1. Do not be surprised by additional costs
Housing adverts do not always list all the ancillary costs. Moreover, these may vary over time. Ask the landlord or the previous tenant how much to expect for electricity, water and heating costs. Keep in mind that the actual costs may be higher. For example, if you use a lot of electricity.
2. Inform yourself in advance about the rules
Read the house rules as well as the general rules of conduct carefully in the rental agreement. They can differ greatly. You may not be allowed to leave shoes in front of the apartment door. Or it is not allowed to use the washing machine on Sundays. It can be difficult with pets too. Many landlords do not allow your beloved four-legged friend. Therefore, you should decide if you can live within the existing rules before signing.

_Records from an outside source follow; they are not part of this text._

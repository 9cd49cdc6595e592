//! Request and response shapes at the pipeline boundary.
//!
//! Platform adapters normalize their input into a [`PipelineRequest`] and
//! render a [`PipelineResponse`] back to their users.

use serde::{Deserialize, Serialize};
use crate::knowledge::KnowledgeTriple;

pub const DEFAULT_USER_ID: &str = "anonymous";
pub const DEFAULT_USER_NAME: &str = "friend";
pub const DEFAULT_SERVER_ID: &str = "global";
pub const DEFAULT_SERVER_NAME: &str = "the server";

/// A normalized inbound chat message.
#[derive(Debug, Clone, PartialEq, Serialize, Deserialize)]
#[serde(rename_all = "camelCase")]
pub struct PipelineRequest {
    pub message_text: String,

    #[serde(default = "default_user_id")]
    pub user_id: String,

    #[serde(default = "default_user_name")]
    pub user_name: String,

    #[serde(default = "default_server_id")]
    pub server_id: String,

    #[serde(default = "default_server_name")]
    pub server_name: String,

    /// The message explicitly addresses the assistant
    #[serde(default)]
    pub is_mentioned: bool,
}

fn default_user_id() -> String {
    DEFAULT_USER_ID.into()
}
fn default_user_name() -> String {
    DEFAULT_USER_NAME.into()
}
fn default_server_id() -> String {
    DEFAULT_SERVER_ID.into()
}
fn default_server_name() -> String {
    DEFAULT_SERVER_NAME.into()
}

impl PipelineRequest {
    /// A request with every identity field at its default.
    pub fn new(message_text: impl Into<String>) -> Self {
        Self {
            message_text: message_text.into(),
            user_id: default_user_id(),
            user_name: default_user_name(),
            server_id: default_server_id(),
            server_name: default_server_name(),
            is_mentioned: false,
        }
    }

    pub fn with_user(mut self, user_id: impl Into<String>, user_name: impl Into<String>) -> Self {
        self.user_id = user_id.into();
        self.user_name = user_name.into();
        self
    }

    pub fn with_server(mut self, server_id: impl Into<String>, server_name: impl Into<String>) -> Self {
        self.server_id = server_id.into();
        self.server_name = server_name.into();
        self
    }

    pub fn mentioned(mut self, is_mentioned: bool) -> Self {
        self.is_mentioned = is_mentioned;
        self
    }
}

/// A reconstructed discussion thread for one social-post URL.
#[derive(Debug, Clone, PartialEq, Serialize, Deserialize)]
pub struct TweetThread {
    /// The original (non-mirrored) URL
    pub url: String,
    pub thread: String,
}

/// Everything one pipeline pass produced.
#[derive(Debug, Clone, Default, PartialEq, Serialize, Deserialize)]
#[serde(rename_all = "camelCase")]
pub struct PipelineResponse {
    /// Rendered output sections, in display order. Never empty.
    pub sections: Vec<String>,
    pub link_summaries: Vec<String>,
    pub tweet_threads: Vec<TweetThread>,
    /// Empty when no conversational reply was produced
    pub general_response: String,
    pub knowledge_triples: Vec<KnowledgeTriple>,
    pub knowledge_context: Vec<KnowledgeTriple>,
}

impl PipelineResponse {
    /// Sections joined for plain-text delivery.
    pub fn render_text(&self) -> String {
        self.sections.join("\n\n")
    }
}
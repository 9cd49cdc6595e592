//! Link summaries for generic (non-social) URLs.

use vera_core::error::ProviderError;
use vera_core::fetch::ContentFetcher;

use crate::generate::Generator;

fn summary_prompt(server_name: &str, body: &str) -> String {
    format!(
        "Summarize the key points of the link for a Discord audience on \"{server_name}\". \
         Stay concise (3-5 bullet points) and surface any actions for the server. Content:\n{body}"
    )
}

/// One `- <url>: <summary>` line for `url`.
///
/// An unreachable link yields a retry hint instead of a summary and costs
/// no generation call.
pub async fn summarize_link(
    generator: &Generator,
    fetcher: &dyn ContentFetcher,
    url: &str,
    server_name: &str,
) -> Result<String, ProviderError> {
    let Some(body) = fetcher.fetch(url).await else {
        return Ok(format!("- {url}: (could not fetch content, please try again)"));
    };

    let summary = generator.generate(&summary_prompt(server_name, &body)).await?;
    Ok(format!("- {url}: {summary}"))
}
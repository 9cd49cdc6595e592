//! Message domain types.
//!
//! A prompt becomes a user `Message`; the provider answers with an assistant
//! `Message`. System messages carry persona instructions.

use chrono::{DateTime, Utc};
use serde::{Deserialize, Serialize};
use uuid::Uuid;

/// The role of a message sender.
#[derive(Debug, Clone, PartialEq, Eq, Serialize, Deserialize)]
#[serde(rename_all = "lowercase")]
pub enum Role {
    /// The end user (or the pipeline speaking on its behalf)
    User,
    /// The generation model
    Assistant,
    /// System instructions
    System,
}

/// A single message exchanged with a provider.
#[derive(Debug, Clone, Serialize, Deserialize)]
pub struct Message {
    /// Unique message ID
    pub id: String,

    /// Who sent this message
    pub role: Role,

    /// The text content
    pub content: String,

    /// Timestamp
    pub timestamp: DateTime<Utc>,
}

impl Message {
    fn with_role(role: Role, content: impl Into<String>) -> Self {
        Self {
            id: Uuid::new_v4().to_string(),
            role,
            content: content.into(),
            timestamp: Utc::now(),
        }
    }

    /// Create a new user message.
    pub fn user(content: impl Into<String>) -> Self {
        Self::with_role(Role::User, content)
    }

    /// Create a new assistant message.
    pub fn assistant(content: impl Into<String>) -> Self {
        Self::with_role(Role::Assistant, content)
    }

    /// Create a new system message.
    pub fn system(content: impl Into<String>) -> Self {
        Self::with_role(Role::System, content)
    }
}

3. Don’t assume "Sharers welcome"
Will your first home be a shared flat? Then check in advance, if the landlord permits this. Perhaps he does not want people sharing a flat, preferring a family or a couple.
4. Think about moving out before moving in
You don’t want to think about it to begin with. But, you should look at the termination clauses before signing the rental agreement. It is possible that your landlord may only allow moving out on certain dates. Early termination is to be sure possible, but it may be subject to conditions. In the worst case scenario, you will still have to pay the rent until the end of the contract period.
5. Check the handover protocol carefully
There are deep scratches in the parquet, the wall in the bedroom is covered by holes or the mirror in the bathroom has a crack. If there is a handover protocol, obvious issues must be recorded.
Do not sign the protocol until all visible damages have been registered. Otherwise the landlord can claim that these damages were your fault. Hidden defects can be reported later - for example if the oven does not work properly. Such things should be reported to the owner as soon as you discover them.
6. Have money ready for the deposit
Before you move into an apartment, you usually have to pay a deposit. The amount can be up to three months' rent.
7. Start fully connected in your new home.
Internet, TV and telephone should be ordered a few weeks before you move in. Often, it takes more than a day to be activated. Especially if you have to set up a new contract.
8. Set up a standing order so you don’t forget to pay the rent
You actually only need to think about your rent once. Set up a standing order Online or with Mobile Banking. Thus, the money is automatically transferred on a specified day every month. And then you don’t need to worry about it - at least until the rent changes.
9. Good insurance is half the battle
With private liability insurance, you are covered for accidental damages. For example, if a window pane is broken by mistake, or the sun blinds on the balcony are damaged. This insurance is important because such damage is often expensive.
Household insurance can also be worthwhile. It pays for damage to your furniture. For example, if your sofa is damaged by flooding or your computer is stolen during a burglary.
10. Allow for small repair costs
The water tap is leaking, the toilet is blocked or the window handle is wobbly. It may well be that you have to pay for such and other repairs yourself. The rental contract should indicate for which minor repairs you should pay. For example, the landlord can determine that you will pay for up to a certain amount of all repairs each year.
11. When problems occur, contact the landlord
Suddenly there is mould in a corner of your living room? Or the fridge freezes all the food at the lowest level? In case of problems, contact the landlord first. In many cases the problem can be solved straight away. If you can’t reach an agreement, go to the tenants' association. They give you tips on what you can do.